PROBLEM TO WORK ON: Find each line below where the word "neurons" occurs, and copy it.

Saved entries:
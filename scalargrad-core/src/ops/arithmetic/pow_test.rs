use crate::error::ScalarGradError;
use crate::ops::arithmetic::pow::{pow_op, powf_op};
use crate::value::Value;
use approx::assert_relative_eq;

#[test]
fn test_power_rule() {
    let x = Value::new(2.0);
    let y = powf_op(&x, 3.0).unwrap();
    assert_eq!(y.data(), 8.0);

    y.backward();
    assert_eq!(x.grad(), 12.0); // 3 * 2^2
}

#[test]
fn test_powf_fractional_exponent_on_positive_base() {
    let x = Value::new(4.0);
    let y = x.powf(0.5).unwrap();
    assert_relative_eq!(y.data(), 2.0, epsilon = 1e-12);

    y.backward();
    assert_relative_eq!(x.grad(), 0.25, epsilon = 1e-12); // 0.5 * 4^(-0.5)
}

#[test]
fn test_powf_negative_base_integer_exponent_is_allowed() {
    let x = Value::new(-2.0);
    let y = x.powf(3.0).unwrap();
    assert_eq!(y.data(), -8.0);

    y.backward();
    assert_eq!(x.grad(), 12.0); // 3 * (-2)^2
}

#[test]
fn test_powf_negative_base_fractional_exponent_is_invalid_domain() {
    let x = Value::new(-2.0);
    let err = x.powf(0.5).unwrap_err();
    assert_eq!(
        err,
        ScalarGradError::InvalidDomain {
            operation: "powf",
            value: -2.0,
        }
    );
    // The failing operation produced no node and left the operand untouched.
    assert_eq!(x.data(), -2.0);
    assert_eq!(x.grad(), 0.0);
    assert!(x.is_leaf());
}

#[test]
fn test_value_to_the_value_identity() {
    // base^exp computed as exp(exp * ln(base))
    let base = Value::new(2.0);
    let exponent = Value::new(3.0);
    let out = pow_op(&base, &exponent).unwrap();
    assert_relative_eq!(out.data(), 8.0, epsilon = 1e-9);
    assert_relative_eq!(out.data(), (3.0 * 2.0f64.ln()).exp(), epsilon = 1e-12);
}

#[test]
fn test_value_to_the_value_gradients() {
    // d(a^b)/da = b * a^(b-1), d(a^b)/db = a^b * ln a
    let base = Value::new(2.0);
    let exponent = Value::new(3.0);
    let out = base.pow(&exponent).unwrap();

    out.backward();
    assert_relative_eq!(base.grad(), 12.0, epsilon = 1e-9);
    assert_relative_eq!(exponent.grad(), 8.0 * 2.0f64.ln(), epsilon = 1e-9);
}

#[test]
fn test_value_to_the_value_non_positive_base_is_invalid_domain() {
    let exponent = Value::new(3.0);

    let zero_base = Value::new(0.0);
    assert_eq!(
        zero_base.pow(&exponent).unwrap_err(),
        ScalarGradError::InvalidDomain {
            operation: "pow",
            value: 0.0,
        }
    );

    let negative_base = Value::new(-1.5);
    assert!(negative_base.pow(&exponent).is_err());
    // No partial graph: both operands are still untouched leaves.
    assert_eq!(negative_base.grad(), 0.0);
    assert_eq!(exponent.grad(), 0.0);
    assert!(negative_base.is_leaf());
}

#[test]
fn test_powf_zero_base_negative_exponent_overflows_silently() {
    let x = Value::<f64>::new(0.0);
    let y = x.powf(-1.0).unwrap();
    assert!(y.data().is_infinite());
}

---

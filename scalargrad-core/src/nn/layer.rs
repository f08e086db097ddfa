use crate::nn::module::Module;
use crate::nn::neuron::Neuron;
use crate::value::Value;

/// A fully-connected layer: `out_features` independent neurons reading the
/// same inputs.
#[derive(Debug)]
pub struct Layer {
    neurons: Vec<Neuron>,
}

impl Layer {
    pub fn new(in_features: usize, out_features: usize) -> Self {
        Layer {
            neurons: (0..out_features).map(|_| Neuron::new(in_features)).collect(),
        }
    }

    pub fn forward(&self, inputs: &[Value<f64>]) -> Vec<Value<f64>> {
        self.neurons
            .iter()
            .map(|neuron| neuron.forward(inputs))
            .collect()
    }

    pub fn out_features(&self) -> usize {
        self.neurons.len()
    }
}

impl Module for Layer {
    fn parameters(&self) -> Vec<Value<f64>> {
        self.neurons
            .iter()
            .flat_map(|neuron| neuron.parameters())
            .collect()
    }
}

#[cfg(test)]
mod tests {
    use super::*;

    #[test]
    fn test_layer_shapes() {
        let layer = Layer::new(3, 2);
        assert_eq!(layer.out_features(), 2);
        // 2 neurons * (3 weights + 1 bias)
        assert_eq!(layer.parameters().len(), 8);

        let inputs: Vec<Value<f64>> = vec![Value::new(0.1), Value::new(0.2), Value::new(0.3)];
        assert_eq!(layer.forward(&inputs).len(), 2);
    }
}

TASK OUTPUT:
/// A fully-connected layer: `out_features` independent neurons reading the
    neurons: Vec<Neuron>,
            neurons: (0..out_features).map(|_| Neuron::new(in_features)).collect(),
        self.neurons
        self.neurons.len()
        self.neurons
        // 2 neurons * (3 weights + 1 bias)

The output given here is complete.